Aspirin and diabetes: Inhibition of amylin aggregation by nonsteroidal anti-inflammatory drugs

Islet amyloid polypeptide (amylin), cosecreted with insulin by the pancreatic beta-cells, has an important role in the regulation of islet cell hormone homeoastasis. Deposition of beta-sheet polypeptide fibrils into amyloid deposits is considered to be central to the pathology of a number of amyloidogenic disorders, including type-2 diabetes. Amyloid deposits comprised of beta-sheet fibrillar amylin observed in type-2 diabetics are cytotoxic and may have a prominent role in causing beta-cell dysfunction. The amyloidogenic process may impair beta-cell function before cell death and replacement by amyloid.

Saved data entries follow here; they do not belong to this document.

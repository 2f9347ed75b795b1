//! Tessera Scene -- component stores and the builder that populates them
//! from tile-map documents.
//!
//! A [`SceneWorld`](builder::SceneWorld) owns an entity allocator plus the
//! transform, animation and metadata stores. Loading a
//! [`Document`](tessera_tmx::model::Document) places one entity per object
//! found in its object-group layers.
//!
//! # Quick Start
//!
//! ```
//! use glam::{Mat4, Vec3};
//! use tessera_scene::prelude::*;
//! use tessera_tmx::prelude::*;
//!
//! let tree = serde_json::json!({
//!     "orientation": "orthogonal", "renderorder": "right-down",
//!     "width": 4, "height": 4, "tilewidth": 32, "tileheight": 32,
//!     "tilesets": [{
//!         "name": "props", "firstgid": 1, "tilewidth": 32, "tileheight": 32,
//!         "image": "props.png", "imagewidth": 128, "imageheight": 32, "tilecount": 4
//!     }],
//!     "layers": [{ "type": "objectgroup", "name": "things", "objects": [
//!         { "id": 1, "name": "crate", "gid": 2, "x": 32, "y": 64, "width": 32, "height": 32 }
//!     ]}]
//! });
//! let doc = Document::from_value(&tree, Meta::new("./", "room.json")).unwrap();
//!
//! let mut world = SceneWorld::default();
//! let placed = world.load(&doc, Mat4::IDENTITY).unwrap();
//!
//! let origin = world.transforms.world_transform(placed[0]).unwrap().transform_point3(Vec3::ZERO);
//! assert_eq!(origin, Vec3::new(1.0, 1.0, 0.0));
//! assert_eq!(world.metadata.get(placed[0], "name").unwrap().unwrap(), "crate");
//! ```

#![deny(unsafe_code)]

pub mod animation;
pub mod bounds;
pub mod builder;
pub mod config;
pub mod metadata;
pub mod render;
pub mod transform;

use tessera_ecs::prelude::{EcsError, EntityId};
use tessera_tmx::TmxError;

// ---------------------------------------------------------------------------
// Error types
// ---------------------------------------------------------------------------

/// Failure classes shared by every crate in the workspace.
#[derive(Debug, Clone, Copy, PartialEq, Eq)]
pub enum ErrorKind {
    MalformedDocument,
    ResolutionFailure,
    AllocationExhaustion,
    /// A component lookup found nothing for the entity.
    NotFound,
    Io,
}

/// Errors produced while building or driving a scene.
#[derive(Debug, thiserror::Error)]
pub enum SceneError {
    #[error(transparent)]
    Ecs(#[from] EcsError),

    #[error(transparent)]
    Tmx(#[from] TmxError),

    /// An animation sequence was requested that the entity does not have.
    #[error("entity {entity} has no animation sequence {sequence}")]
    UnknownSequence { entity: EntityId, sequence: u32 },
}

impl SceneError {
    pub fn kind(&self) -> ErrorKind {
        match self {
            SceneError::Ecs(EcsError::NotFound { .. }) => ErrorKind::NotFound,
            SceneError::Ecs(EcsError::AllocationExhausted { .. }) => ErrorKind::AllocationExhaustion,
            SceneError::Tmx(err) => match err.kind() {
                tessera_tmx::ErrorKind::MalformedDocument => ErrorKind::MalformedDocument,
                tessera_tmx::ErrorKind::ResolutionFailure => ErrorKind::ResolutionFailure,
                tessera_tmx::ErrorKind::Io => ErrorKind::Io,
            },
            SceneError::UnknownSequence { .. } => ErrorKind::NotFound,
        }
    }
}

// ---------------------------------------------------------------------------
// Prelude
// ---------------------------------------------------------------------------

/// Convenience re-exports for common usage.
pub mod prelude {
    pub use crate::animation::{
        Animation, AnimationFactory, AnimationFrame, AnimationSet, AnimationStore,
        TileAnimationFactory,
    };
    pub use crate::bounds::{BoundingBox, BoundingBoxStore, BoundsInstance};
    pub use crate::builder::{build, object_transform, SceneWorld, INITIAL_SEQUENCE};
    pub use crate::config::SceneConfig;
    pub use crate::metadata::{Metadata, MetadataStore};
    pub use crate::render::{
        GeometryHandle, GeometryProvider, HeadlessGeometryProvider, LayoutHandle, QuadVertex,
        RenderInstance, RenderStore,
    };
    pub use crate::transform::{TransformInstance, TransformStore};
    pub use crate::{ErrorKind, SceneError};
}

#[cfg(test)]
mod tests {
    use super::*;

    #[test]
    fn kind_follows_wrapped_error() {
        let e = EntityId::new(1, 0);
        assert_eq!(
            SceneError::from(EcsError::NotFound { entity: e }).kind(),
            ErrorKind::NotFound
        );
        assert_eq!(
            SceneError::from(EcsError::AllocationExhausted { slots: 4 }).kind(),
            ErrorKind::AllocationExhaustion
        );
        assert_eq!(
            SceneError::from(TmxError::NoTileset { gid: 3 }).kind(),
            ErrorKind::ResolutionFailure
        );
        assert_eq!(
            SceneError::from(TmxError::BadFilename { input: "a/".into() }).kind(),
            ErrorKind::MalformedDocument
        );
    }

    #[test]
    fn transparent_errors_keep_inner_message() {
        let err = SceneError::from(TmxError::NoTileset { gid: 42 });
        assert_eq!(err.to_string(), "no tileset for tile id 42");
    }
}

Preservation of beta-cell viability and insulin secretion is a major objective in diabetic care. Using circular dichroism and Congo red absorption techniques we found that clinically relevant doses of aspirin and other nonsteroidal anti-inflammatory drugs (NSAIDS) prevented and also reversed the beta-sheet conformation of human amylin. The specific COX-2 inhibitors were less effective. The anti-inflammatory steroid prednisolone or the analgesic acetaminophen had no effect on amylin fibrillogenesis. This action of NSAIDS was similar to their inhibition of beta-sheet conformation of the Alzheimer protein, amyloid-beta. Aspirin, currently recommended for the prevention of cardiovascular complications in diabetic patients, may also ameliorate the disease process in diabetes by preserving the beta-cell function.